Implementation of 2015 Code
In November 2013, the World Anti-Doping Agency (WADA) adopted the 2015 version of the World Anti-Doping Code. This Code came into effect on 1 January 2015. The past year has therefore been dominated by the implementation of the revised Code. Given the fact that the Code has been amended fundamentally in a number of respects, an entirely new set of Dutch doping regulations (NDR) was drafted. These regulations incorporate all the mandatory elements from the 2015 Code. The annexes accompanying the regulations have also been completely revised.
After the regulations had been finalised, two processes were initiated.
The first involved submitting the regulations to WADA, which then appraised them to see whether they were fully in line with the Code. This process resulted in regulations that were fully approved by WADA and that will serve as the basis for the implementation of the global anti-doping policy in the Netherlands.
The second process was the adoption by the elite sports associations and the ISR of the regulations. This second process involves close collaboration with NOC*NSF. At year-end 2014, the ISR and all the associations, with one exception, had adopted the national doping regulations.
Contributions to doping cases
In accordance with the national doping regulations, the Doping Authority is involved with disciplinary proceedings in doping cases. One of the Doping Authority's activities in this area involves the submission of arguments. The competence of the Doping Authority with respect to stating arguments of this kind is rooted in the doping regulations adopted by all the elite sports associations, as well as the ISR.
They reflect the position of the Doping Authority in specific cases with respect to the relevant provisions of the NDR, the International Standards, the file, and the defence arguments. By stating arguments, the Doping Authority can provide disciplinary committees with a picture of the legal context, discuss crucial provisions from the doping regulations and/or International Standards, and respond to the defence of the athlete or other persons.
In addition, the doping authority was closely involved in 2014 with legal preparations for, and procedures relating to, a range of foreign/international disciplinary procedures. That involvement took many shapes and it consisted of, among other things, providing foreign colleagues with legal advice, collecting documentation for proceedings involving non-Dutch disciplinary bodies, and handing over documentation to the appropriate disciplinary bodies.

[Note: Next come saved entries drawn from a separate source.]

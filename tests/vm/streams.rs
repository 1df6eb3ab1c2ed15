//! Integration tests for the stream primitives
//!
//! Streams are pairs whose tail is a nullary function. Programs may build
//! them by hand from two-element arrays, which the library accepts too.

use sinter_vm::{Assembler, Code, FunctionHeader, FunctionId};

use crate::support::{eval, prim, push_list, run_with, vm};

/// `x => x * x`
fn square(asm: &mut Assembler) -> FunctionId {
    let mut code = Code::new();
    code.load_local(0).load_local(0).mul().ret();
    asm.function(FunctionHeader::new(2, 1, 1), code)
}

/// `x => x % 2 === 0`
fn even(asm: &mut Assembler) -> FunctionId {
    let mut code = Code::new();
    code.load_local(0).number(2.0).modulo().number(0.0).eq().ret();
    asm.function(FunctionHeader::new(2, 1, 1), code)
}

#[test]
fn build_stream_is_lazy_in_its_function() {
    let result = eval(|asm, code| {
        let square = square(asm);
        code.number(4.0)
            .closure(square)
            .call_primitive(prim("build_stream"), 2)
            .call_primitive(prim("stream_to_list"), 1)
            .ret();
    });
    assert_eq!(result, "[0, [1, [4, [9, null]]]]");
}

#[test]
fn list_to_stream_round_trips() {
    let result = eval(|_, code| {
        push_list(code, &[1.0, 2.0, 3.0]);
        code.call_primitive(prim("list_to_stream"), 1)
            .call_primitive(prim("stream_to_list"), 1)
            .ret();
    });
    assert_eq!(result, "[1, [2, [3, null]]]");
}

#[test]
fn stream_append_and_length() {
    let result = eval(|_, code| {
        code.number(1.0).number(2.0).call_primitive(prim("stream"), 2);
        code.number(3.0).call_primitive(prim("stream"), 1);
        code.call_primitive(prim("stream_append"), 2)
            .call_primitive(prim("stream_length"), 1)
            .ret();
    });
    assert_eq!(result, "3");
}

#[test]
fn stream_filter_over_an_infinite_stream() {
    let result = eval(|asm, code| {
        let even = even(asm);
        code.closure(even)
            .number(1.0)
            .call_primitive(prim("integers_from"), 1)
            .call_primitive(prim("stream_filter"), 2)
            .number(2.0)
            .call_primitive(prim("stream_ref"), 2)
            .ret();
    });
    assert_eq!(result, "6");
}

#[test]
fn stream_map_then_eval_stream() {
    let result = eval(|asm, code| {
        let square = square(asm);
        code.closure(square)
            .number(1.0)
            .call_primitive(prim("integers_from"), 1)
            .call_primitive(prim("stream_map"), 2)
            .number(3.0)
            .call_primitive(prim("eval_stream"), 2)
            .ret();
    });
    assert_eq!(result, "[1, [4, [9, null]]]");
}

#[test]
fn stream_map_and_filter_of_null_are_null() {
    let result = eval(|_, code| {
        code.null()
            .null()
            .call_primitive(prim("stream_map"), 2)
            .ret();
    });
    assert_eq!(result, "null");
}

#[test]
fn stream_member_returns_the_suffix() {
    let result = eval(|_, code| {
        code.number(3.0);
        code.number(1.0)
            .number(2.0)
            .number(3.0)
            .number(4.0)
            .call_primitive(prim("stream"), 4);
        code.call_primitive(prim("stream_member"), 2)
            .call_primitive(prim("stream_to_list"), 1)
            .ret();
    });
    assert_eq!(result, "[3, [4, null]]");
}

#[test]
fn stream_remove_variants() {
    let build = |primitive: &'static str| {
        move |_: &mut Assembler, code: &mut Code| {
            code.number(2.0);
            push_list(code, &[1.0, 2.0, 3.0, 2.0]);
            code.call_primitive(prim("list_to_stream"), 1)
                .call_primitive(prim(primitive), 2)
                .call_primitive(prim("stream_to_list"), 1)
                .ret();
        }
    };
    assert_eq!(eval(build("stream_remove")), "[1, [3, [2, null]]]");
    assert_eq!(eval(build("stream_remove_all")), "[1, [3, null]]");
}

#[test]
fn stream_reverse() {
    let result = eval(|_, code| {
        code.number(1.0)
            .number(2.0)
            .number(3.0)
            .call_primitive(prim("stream"), 3)
            .call_primitive(prim("stream_reverse"), 1)
            .call_primitive(prim("stream_to_list"), 1)
            .ret();
    });
    assert_eq!(result, "[3, [2, [1, null]]]");
}

#[test]
fn hand_built_array_streams_are_accepted() {
    let (mut vm, _) = vm();
    let mut asm = Assembler::new();
    // () => null
    let mut end = Code::new();
    end.null().ret();
    let end = asm.function(FunctionHeader::new(1, 0, 0), end);
    // () => [2, () => null]
    let mut second = Code::new();
    second.new_array().store_local(0);
    second.load_local(0).number(0.0).number(2.0).store_array();
    second.load_local(0).number(1.0).closure(end).store_array();
    second.load_local(0).ret();
    let second = asm.function(FunctionHeader::new(4, 1, 0), second);

    let result = run_with(&mut vm, asm, |_, code| {
        code.new_array().store_local(0);
        code.load_local(0).number(0.0).number(1.0).store_array();
        code.load_local(0).number(1.0).closure(second).store_array();
        code.load_local(0)
            .call_primitive(prim("stream_to_list"), 1)
            .ret();
    })
    .unwrap();
    assert_eq!(vm.heap().render(result).unwrap(), "[1, [2, null]]");
}

#[test]
fn is_stream_checks_the_tail() {
    let result = eval(|_, code| {
        code.number(1.0)
            .call_primitive(prim("integers_from"), 1)
            .call_primitive(prim("is_stream"), 1)
            .ret();
    });
    assert_eq!(result, "true");
    let result = eval(|_, code| {
        push_list(code, &[1.0, 2.0]);
        code.call_primitive(prim("is_stream"), 1).ret();
    });
    assert_eq!(result, "false");
}

#[test]
fn stream_for_each_displays_every_element() {
    let (mut vm, sink) = vm();
    let result = run_with(&mut vm, Assembler::new(), |_, code| {
        code.primitive(prim("display"))
            .number(1.0)
            .number(3.0)
            .call_primitive(prim("enum_stream"), 2)
            .call_primitive(prim("stream_for_each"), 2)
            .ret();
    })
    .unwrap();
    assert_eq!(vm.heap().render(result).unwrap(), "true");
    assert_eq!(sink.take_stdout(), "1\n2\n3\n");
}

WADA monitors the global implementation and application of, and compliance with, the World Anti-Doping Code; the Doping Authority does the same with respect to the NDR. In that respect, the Doping Authority receives the decisions of disciplinary bodies in doping cases and can, when a decision is not in line with the NDR, submit an appeal.
If the Doping Authority concludes that an appeal decision in a doping case has failed to apply the NDR correctly, it may appeal to the Court of Arbitration for Sport (CAS) in Lausanne (Switzerland). The CAS is the resort of final appeal for doping cases in sport. The Doping Authority appealed to the CAS once in 2014. No decision has yet been given. No other party appealed to the CAS in 2014 against a decision by a Dutch disciplinary body.
The Cycling Independent Reform Commission (CIRC) is a commission established by the international cycling union UCI to investigate doping issues in cycling and the role played by the UCI in that respect. The Doping Authority has worked closely with the CIRC, for example in the context of the investigation to determine whether certain people at the UCI played a role in concealing doping by Lance Armstrong.
Preparations for doping legislation
Preparations for specific doping legislation in our country switched to the fast track in 2014. On 2 July, the Minister of Health, Welfare and Sport informed the House that she would inform the House in writing of her intentions with respect to that legislation, and the letter in question was sent to the House on 1 December. In the interim, there were close consultations with the Doping Authority. During the course of those consultations, it became clear that a number of elements of the revised code would have to be included in the planned legislation and that the Doping Authority itself will be transformed into an independent administrative body (in Dutch: a Zelfstandig Bestuursorgaan). At the end of the year, a Project Group and a Steering Group were established to supervise the legislative process. The Doping Authority is represented in both groups. The intention is to send the bill to the House by the end of August 2015 at the latest.